● **TASK DIRECTIONS**: In the listing that follows, the range to quote begins at the line that has "filename crates/roots-filter/src/nullable.rs" and ends after the line that has "on the wire."; quote it verbatim and add nothing.

● **THE DATA**:
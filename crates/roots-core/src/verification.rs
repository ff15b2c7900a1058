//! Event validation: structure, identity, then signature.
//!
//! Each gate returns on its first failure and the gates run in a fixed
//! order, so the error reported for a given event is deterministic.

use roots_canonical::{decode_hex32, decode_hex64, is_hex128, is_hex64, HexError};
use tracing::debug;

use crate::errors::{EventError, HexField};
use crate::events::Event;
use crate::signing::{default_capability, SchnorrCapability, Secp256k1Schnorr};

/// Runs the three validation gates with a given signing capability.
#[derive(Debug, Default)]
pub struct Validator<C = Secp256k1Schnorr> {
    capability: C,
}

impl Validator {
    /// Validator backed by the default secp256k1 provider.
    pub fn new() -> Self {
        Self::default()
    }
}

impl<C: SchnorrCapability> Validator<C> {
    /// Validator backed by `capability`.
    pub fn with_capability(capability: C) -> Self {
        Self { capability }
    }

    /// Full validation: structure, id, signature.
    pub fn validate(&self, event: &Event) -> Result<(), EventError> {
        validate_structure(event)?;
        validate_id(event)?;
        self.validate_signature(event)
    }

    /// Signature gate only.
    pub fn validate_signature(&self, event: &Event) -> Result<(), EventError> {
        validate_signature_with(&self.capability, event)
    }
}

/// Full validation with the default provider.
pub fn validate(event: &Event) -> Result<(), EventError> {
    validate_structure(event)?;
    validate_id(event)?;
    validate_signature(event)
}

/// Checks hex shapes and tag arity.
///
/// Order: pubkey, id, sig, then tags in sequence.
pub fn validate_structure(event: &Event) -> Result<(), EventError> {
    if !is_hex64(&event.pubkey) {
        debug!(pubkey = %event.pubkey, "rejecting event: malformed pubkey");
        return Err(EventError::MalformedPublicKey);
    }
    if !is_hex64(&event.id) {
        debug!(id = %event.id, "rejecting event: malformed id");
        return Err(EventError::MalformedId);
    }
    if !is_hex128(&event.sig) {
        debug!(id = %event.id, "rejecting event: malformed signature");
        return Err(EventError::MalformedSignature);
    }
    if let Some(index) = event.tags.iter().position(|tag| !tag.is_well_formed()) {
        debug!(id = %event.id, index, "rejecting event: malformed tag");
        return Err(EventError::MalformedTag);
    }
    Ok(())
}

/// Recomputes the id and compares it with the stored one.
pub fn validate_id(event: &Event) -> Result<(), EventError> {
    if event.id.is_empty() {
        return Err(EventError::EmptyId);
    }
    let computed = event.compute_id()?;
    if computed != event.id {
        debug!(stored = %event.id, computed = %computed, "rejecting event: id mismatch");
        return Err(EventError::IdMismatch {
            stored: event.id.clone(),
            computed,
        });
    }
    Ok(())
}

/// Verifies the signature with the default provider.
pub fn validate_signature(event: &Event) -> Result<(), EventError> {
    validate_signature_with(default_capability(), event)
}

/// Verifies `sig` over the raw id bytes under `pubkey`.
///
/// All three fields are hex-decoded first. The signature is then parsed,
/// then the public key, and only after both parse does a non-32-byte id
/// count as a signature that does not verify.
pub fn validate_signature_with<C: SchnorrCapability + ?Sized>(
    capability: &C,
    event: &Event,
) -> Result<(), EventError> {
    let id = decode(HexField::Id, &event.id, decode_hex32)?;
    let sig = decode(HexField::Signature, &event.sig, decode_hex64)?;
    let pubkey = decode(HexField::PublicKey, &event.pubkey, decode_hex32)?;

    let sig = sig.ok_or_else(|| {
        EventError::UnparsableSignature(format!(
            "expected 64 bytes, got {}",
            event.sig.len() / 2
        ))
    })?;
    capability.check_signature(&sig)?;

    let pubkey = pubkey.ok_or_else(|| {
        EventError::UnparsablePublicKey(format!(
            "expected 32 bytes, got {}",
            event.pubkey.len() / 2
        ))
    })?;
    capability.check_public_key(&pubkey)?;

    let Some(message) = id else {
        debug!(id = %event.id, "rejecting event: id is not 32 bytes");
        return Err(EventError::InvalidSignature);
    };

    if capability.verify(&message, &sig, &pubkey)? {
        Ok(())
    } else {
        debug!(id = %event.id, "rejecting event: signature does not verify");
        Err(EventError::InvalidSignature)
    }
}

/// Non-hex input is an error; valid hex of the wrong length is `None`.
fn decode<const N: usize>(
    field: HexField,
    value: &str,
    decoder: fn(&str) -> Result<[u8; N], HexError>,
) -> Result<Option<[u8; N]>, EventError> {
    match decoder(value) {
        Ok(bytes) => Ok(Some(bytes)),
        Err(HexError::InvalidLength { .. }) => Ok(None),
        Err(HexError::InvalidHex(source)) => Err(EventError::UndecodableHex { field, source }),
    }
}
==
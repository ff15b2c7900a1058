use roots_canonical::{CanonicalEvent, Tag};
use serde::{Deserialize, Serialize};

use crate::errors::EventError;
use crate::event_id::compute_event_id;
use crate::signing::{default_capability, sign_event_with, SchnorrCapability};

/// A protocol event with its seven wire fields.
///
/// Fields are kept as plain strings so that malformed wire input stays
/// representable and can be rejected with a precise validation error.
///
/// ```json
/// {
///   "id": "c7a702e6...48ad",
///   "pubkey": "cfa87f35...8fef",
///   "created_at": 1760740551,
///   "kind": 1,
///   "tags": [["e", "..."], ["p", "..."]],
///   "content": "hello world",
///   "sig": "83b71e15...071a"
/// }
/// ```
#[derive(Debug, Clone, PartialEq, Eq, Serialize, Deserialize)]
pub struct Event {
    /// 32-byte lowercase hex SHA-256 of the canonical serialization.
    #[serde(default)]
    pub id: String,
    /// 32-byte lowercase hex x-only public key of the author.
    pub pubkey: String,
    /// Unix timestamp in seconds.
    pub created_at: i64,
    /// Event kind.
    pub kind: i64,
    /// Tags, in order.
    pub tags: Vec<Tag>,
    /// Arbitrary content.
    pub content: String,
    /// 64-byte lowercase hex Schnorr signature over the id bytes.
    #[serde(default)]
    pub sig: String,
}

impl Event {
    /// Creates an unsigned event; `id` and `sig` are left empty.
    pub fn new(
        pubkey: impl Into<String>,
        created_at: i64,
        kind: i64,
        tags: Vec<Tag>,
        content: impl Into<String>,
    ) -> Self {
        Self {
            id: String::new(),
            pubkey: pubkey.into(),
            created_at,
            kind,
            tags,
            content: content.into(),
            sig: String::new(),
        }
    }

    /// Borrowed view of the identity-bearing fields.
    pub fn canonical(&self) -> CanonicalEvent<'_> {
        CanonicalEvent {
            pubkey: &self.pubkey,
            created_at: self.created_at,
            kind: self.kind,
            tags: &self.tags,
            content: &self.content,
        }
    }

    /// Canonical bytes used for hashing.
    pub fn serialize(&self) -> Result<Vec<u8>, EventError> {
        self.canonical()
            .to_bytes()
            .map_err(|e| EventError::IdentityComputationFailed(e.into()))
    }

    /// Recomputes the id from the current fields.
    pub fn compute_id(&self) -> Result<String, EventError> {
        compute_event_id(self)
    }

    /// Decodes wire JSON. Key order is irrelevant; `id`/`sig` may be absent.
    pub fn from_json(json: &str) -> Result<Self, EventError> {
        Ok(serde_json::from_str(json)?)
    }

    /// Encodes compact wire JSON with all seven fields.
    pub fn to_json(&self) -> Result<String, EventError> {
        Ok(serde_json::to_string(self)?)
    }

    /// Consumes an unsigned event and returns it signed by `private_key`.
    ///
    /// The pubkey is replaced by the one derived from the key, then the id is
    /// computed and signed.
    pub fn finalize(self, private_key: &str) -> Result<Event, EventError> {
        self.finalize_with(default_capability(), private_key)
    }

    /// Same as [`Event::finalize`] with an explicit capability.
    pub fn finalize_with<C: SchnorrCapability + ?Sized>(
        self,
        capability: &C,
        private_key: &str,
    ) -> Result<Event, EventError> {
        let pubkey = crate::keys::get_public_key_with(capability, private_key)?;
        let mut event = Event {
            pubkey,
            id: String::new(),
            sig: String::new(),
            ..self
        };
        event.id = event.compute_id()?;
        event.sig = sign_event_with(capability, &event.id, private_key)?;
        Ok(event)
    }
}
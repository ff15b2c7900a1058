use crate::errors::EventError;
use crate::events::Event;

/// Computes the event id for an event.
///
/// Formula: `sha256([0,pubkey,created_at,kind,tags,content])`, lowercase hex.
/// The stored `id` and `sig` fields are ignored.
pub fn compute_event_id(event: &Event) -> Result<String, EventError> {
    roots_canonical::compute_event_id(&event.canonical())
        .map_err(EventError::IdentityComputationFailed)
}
--
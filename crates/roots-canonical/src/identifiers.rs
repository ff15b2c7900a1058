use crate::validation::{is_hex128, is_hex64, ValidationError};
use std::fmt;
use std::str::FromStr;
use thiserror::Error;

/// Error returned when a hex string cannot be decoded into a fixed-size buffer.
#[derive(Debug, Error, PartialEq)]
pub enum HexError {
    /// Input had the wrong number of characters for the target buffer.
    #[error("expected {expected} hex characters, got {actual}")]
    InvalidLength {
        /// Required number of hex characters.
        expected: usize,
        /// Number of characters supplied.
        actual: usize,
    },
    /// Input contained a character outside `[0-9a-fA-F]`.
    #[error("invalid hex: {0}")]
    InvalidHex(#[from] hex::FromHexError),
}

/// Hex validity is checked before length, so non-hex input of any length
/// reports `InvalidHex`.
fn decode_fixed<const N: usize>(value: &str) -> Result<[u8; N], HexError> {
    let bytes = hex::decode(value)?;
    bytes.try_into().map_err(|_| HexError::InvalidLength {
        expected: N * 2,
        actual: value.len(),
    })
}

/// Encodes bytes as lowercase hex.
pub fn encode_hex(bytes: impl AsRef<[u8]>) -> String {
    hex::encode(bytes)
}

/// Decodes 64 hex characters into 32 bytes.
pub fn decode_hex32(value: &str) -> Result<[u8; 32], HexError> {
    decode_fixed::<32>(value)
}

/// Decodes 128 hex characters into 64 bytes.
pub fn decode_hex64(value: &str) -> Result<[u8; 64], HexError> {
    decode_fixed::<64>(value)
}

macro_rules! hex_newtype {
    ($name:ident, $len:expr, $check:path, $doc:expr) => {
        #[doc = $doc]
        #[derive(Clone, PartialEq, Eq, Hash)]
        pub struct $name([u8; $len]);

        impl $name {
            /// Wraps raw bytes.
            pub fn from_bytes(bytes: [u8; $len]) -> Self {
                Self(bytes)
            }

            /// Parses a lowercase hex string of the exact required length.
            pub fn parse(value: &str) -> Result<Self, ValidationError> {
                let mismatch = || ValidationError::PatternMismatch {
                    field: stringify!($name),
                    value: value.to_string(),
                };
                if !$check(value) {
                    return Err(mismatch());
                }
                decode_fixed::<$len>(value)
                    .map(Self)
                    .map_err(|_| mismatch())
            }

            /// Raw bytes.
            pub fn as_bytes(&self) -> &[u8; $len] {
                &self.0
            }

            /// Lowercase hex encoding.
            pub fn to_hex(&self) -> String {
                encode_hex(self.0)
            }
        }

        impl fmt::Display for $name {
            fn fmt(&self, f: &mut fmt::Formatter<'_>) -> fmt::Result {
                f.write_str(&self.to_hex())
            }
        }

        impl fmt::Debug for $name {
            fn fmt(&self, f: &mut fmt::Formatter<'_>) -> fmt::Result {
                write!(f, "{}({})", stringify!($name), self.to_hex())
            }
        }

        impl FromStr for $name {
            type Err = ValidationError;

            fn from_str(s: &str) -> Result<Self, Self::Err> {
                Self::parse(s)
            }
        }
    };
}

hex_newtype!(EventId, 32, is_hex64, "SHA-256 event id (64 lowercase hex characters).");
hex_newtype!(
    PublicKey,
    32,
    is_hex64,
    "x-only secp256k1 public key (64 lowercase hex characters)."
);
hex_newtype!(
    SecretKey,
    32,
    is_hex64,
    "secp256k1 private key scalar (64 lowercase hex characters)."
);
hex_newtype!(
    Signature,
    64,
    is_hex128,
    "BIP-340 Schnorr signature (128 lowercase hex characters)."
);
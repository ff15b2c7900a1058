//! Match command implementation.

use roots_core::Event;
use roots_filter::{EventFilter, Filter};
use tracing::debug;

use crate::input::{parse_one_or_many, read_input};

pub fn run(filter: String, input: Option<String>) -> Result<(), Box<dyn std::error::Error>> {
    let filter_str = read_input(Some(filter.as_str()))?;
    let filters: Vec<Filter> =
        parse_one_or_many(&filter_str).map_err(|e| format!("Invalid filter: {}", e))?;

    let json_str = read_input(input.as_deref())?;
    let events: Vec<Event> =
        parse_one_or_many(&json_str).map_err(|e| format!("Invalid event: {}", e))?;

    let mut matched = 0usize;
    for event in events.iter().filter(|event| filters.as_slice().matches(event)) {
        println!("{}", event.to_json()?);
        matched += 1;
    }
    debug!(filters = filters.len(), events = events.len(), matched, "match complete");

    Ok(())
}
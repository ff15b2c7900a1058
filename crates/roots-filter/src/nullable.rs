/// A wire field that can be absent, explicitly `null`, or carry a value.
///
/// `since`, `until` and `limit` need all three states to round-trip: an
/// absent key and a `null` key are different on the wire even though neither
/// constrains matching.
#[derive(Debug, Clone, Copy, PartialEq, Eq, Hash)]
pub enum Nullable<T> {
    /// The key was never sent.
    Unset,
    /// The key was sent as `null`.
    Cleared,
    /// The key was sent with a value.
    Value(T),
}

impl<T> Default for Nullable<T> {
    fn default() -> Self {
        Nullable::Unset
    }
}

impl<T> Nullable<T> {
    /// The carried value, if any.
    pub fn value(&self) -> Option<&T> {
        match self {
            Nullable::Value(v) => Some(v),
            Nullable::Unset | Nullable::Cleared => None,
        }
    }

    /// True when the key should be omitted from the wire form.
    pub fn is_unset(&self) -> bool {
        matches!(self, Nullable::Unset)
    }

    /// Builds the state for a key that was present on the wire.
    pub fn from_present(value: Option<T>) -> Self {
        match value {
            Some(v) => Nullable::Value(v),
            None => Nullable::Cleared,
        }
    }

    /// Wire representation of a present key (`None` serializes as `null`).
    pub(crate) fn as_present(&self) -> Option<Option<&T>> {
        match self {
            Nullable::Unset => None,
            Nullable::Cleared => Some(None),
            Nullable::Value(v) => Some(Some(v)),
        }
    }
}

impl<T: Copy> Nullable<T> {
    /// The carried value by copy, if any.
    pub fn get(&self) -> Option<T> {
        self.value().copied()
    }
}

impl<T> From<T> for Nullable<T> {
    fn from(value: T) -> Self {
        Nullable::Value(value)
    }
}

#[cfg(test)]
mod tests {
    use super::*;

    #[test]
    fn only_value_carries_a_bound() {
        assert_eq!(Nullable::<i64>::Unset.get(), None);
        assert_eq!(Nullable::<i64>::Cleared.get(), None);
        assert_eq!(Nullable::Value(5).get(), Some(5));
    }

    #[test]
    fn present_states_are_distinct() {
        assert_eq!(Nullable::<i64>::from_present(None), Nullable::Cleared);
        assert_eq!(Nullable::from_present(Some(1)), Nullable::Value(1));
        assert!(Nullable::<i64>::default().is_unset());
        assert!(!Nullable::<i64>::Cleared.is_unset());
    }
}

● **PROBLEM SOLUTION**:
filename crates/roots-filter/src/nullable.rs
/// A wire field that can be absent, explicitly `null`, or carry a value.
///
/// `since`, `until` and `limit` need all three states to round-trip: an
/// absent key and a `null` key are different on the wire even though neither
/// constrains matching.
#[derive(Debug, Clone, Copy, PartialEq, Eq, Hash)]
pub enum Nullable<T> {
    /// The key was never sent.
    Unset,
    /// The key was sent as `null`.
    Cleared,
    /// The key was sent with a value.
    Value(T),
}

impl<T> Default for Nullable<T> {
    fn default() -> Self {
        Nullable::Unset
    }
}

impl<T> Nullable<T> {
    /// The carried value, if any.
    pub fn value(&self) -> Option<&T> {
        match self {
            Nullable::Value(v) => Some(v),
            Nullable::Unset | Nullable::Cleared => None,
        }
    }

    /// True when the key should be omitted from the wire form.
    pub fn is_unset(&self) -> bool {
        matches!(self, Nullable::Unset)
    }

    /// Builds the state for a key that was present on the wire.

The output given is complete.